Venerdi 9 Dicembre

Oncologia e passione per le moto. Il figlio racconta Umberto Veronesi: “filava via velocissimo”

LaPresse

Umberto Veronesi e la sua passione per le moto attraverso le parole del figlio che gli è stato a fianco fino all’ora della sua morte

Umberto Veronesi. Vegetariano convinto. Scienziato. Agnostico. Oncologo. Bocciato due volte al ginnasio. Favorevole alla liberalizzazione delle droghe leggere. Democratico. Contrario alla pena di morte, all’ergastolo e alla sperimentazione medica sugli animali. Padre di 7 figli. Questo potrebbe essere l’identikit di un grande uomo e studioso italiano che ha portato all’Italia riconoscimenti ed onore. Umberto Veronesi non c’è più, si è spento ieri sera nella sua casa di a Milano. Quello che rimane di lui sono però i ricordi. Sopratutto quelli di coloro che gli sono stati vicino e che lo hanno amato oltre il fatto che fosse un grande medico. Il figlio ricorda a tal proposito la passione del padre per le moto e lo racconta a IODonna. Ecco le sue parole:

“Ero bambino, avrò avuto undici anni. Papà amava moltissimo le moto e mi portava con sé spesso. Io stavo in sella dietro di lui, a quei tempi non c’era il casco, filava via velocissimo… ma ricordo la fiducia piena e totale con cui già allora mi abbandonavo a lui, la sensazione di sicurezza che provavo quando era accanto a me. È stato così nei venticinque anni in cui gli ho vissuto vicino come figlio e dopo, nei trent’anni di lavoro fianco a fianco.

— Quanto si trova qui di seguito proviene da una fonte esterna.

//! Error types for the autobuy workflow
//!
//! Every failure is terminal for a run. The variants follow the three failure
//! classes a run can end in (step, extraction, configuration) plus the I/O
//! errors raised while writing the audit log.

use std::io;
use std::path::PathBuf;
use thiserror::Error;

/// Process exit code for a completed run
pub const EXIT_SUCCESS: i32 = 0;

/// A step exited non-zero or could not be launched
pub const EXIT_STEP_FAILURE: i32 = 1;

/// Invalid configuration or flag combination
pub const EXIT_CONFIG_ERROR: i32 = 2;

/// The balance check produced no usable amount
pub const EXIT_EXTRACTION_FAILURE: i32 = 3;

/// The audit log could not be written
pub const EXIT_IO_ERROR: i32 = 4;

/// The main error type for the autobuy library
#[derive(Debug, Error)]
#[non_exhaustive]
pub enum AutobuyError {
    /// An external step returned a non-zero status or failed to launch
    #[error("Step '{step}' failed with exit code {exit_code}")]
    StepFailure {
        /// Name of the failing step
        step: String,
        /// Exit status reported by the step (-1 when it never started)
        exit_code: i32,
    },

    /// The expected amount was absent from a step's output
    #[error("Step '{step}' produced no recognisable amount")]
    ExtractionFailure {
        /// Name of the step whose output could not be parsed
        step: String,
    },

    /// Invalid configuration
    #[error(transparent)]
    Configuration(#[from] ConfigError),

    /// IO operation failed
    #[error("IO error: {0}")]
    Io(#[from] io::Error),
}

impl AutobuyError {
    /// Process exit code to report for this error
    pub fn exit_code(&self) -> i32 {
        match self {
            AutobuyError::StepFailure { .. } => EXIT_STEP_FAILURE,
            AutobuyError::ExtractionFailure { .. } => EXIT_EXTRACTION_FAILURE,
            AutobuyError::Configuration(_) => EXIT_CONFIG_ERROR,
            AutobuyError::Io(_) => EXIT_IO_ERROR,
        }
    }
}

/// Errors that can occur during configuration loading and validation
#[derive(Debug, Error)]
pub enum ConfigError {
    /// Failed to read a configuration file from disk
    #[error("Failed to read configuration file {path}: {source}")]
    FileRead {
        /// Path to the configuration file that could not be read
        path: PathBuf,
        /// Underlying I/O error
        #[source]
        source: io::Error,
    },

    /// Failed to parse YAML content from a configuration file
    #[error("Invalid YAML syntax in {path}:\n{source}\n\nHint: Check for proper indentation and YAML formatting")]
    YamlParse {
        /// Path to the configuration file with invalid YAML content
        path: PathBuf,
        /// Underlying YAML parsing error
        #[source]
        source: serde_yaml::Error,
    },

    /// Invalid configuration value for a specific field
    #[error("Invalid configuration value for '{field}': {value}\n{hint}")]
    InvalidValue {
        /// Name of the configuration field
        field: String,
        /// The rejected value
        value: String,
        /// How to fix it
        hint: String,
    },

    /// No purchase step is enabled for the run
    #[error("Configuration error: no purchase steps are enabled")]
    NoPurchasesEnabled,

    /// Configuration validation failed
    #[error("Configuration validation failed: {message}")]
    Validation {
        /// Descriptive message about the validation failure
        message: String,
    },
}

/// Result type alias for autobuy operations
pub type Result<T> = std::result::Result<T, AutobuyError>;

#[cfg(test)]
mod tests {
    use super::*;

    #[test]
    fn test_exit_codes_are_distinct_and_non_zero() {
        let errors = [
            AutobuyError::StepFailure {
                step: "balance".to_string(),
                exit_code: 7,
            },
            AutobuyError::ExtractionFailure {
                step: "balance".to_string(),
            },
            AutobuyError::Configuration(ConfigError::NoPurchasesEnabled),
            AutobuyError::Io(io::Error::new(io::ErrorKind::Other, "disk full")),
        ];

        let codes: Vec<i32> = errors.iter().map(|e| e.exit_code()).collect();
        assert_eq!(
            codes,
            vec![
                EXIT_STEP_FAILURE,
                EXIT_EXTRACTION_FAILURE,
                EXIT_CONFIG_ERROR,
                EXIT_IO_ERROR
            ]
        );
        assert!(codes.iter().all(|c| *c != EXIT_SUCCESS));
    }

    #[test]
    fn test_step_failure_display_names_the_step() {
        let err = AutobuyError::StepFailure {
            step: "charge".to_string(),
            exit_code: 1,
        };
        assert_eq!(err.to_string(), "Step 'charge' failed with exit code 1");
    }

    #[test]
    fn test_configuration_error_is_transparent() {
        let err: AutobuyError = ConfigError::NoPurchasesEnabled.into();
        assert_eq!(
            err.to_string(),
            "Configuration error: no purchase steps are enabled"
        );
    }
}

Papà ha avuto una bella e lunga vita, se ne è andato senza rimpianti, sapendo di aver fatto tutto quello che doveva e poteva. Ha fatto molto e ha lasciato molto, un’eredità preziosa non solo per noi figli, per i medici, per gli scienziati ma anche e soprattutto per i pazienti. In queste ore sono tantissimi i messaggi che ci arrivano e che ricordano con affetto papà, moltissimi arrivano da persone comuni che lo hanno conosciuto perché sono state curate da lui. È un abbraccio bellissimo, che ci mostra una volta di più come le sue idee e il suo impegno contro i tumori abbiano cambiato la vita di molti, soprattutto delle donne: curarle nel massimo rispetto della loro vita è l’obiettivo che ha sempre guidato papà”.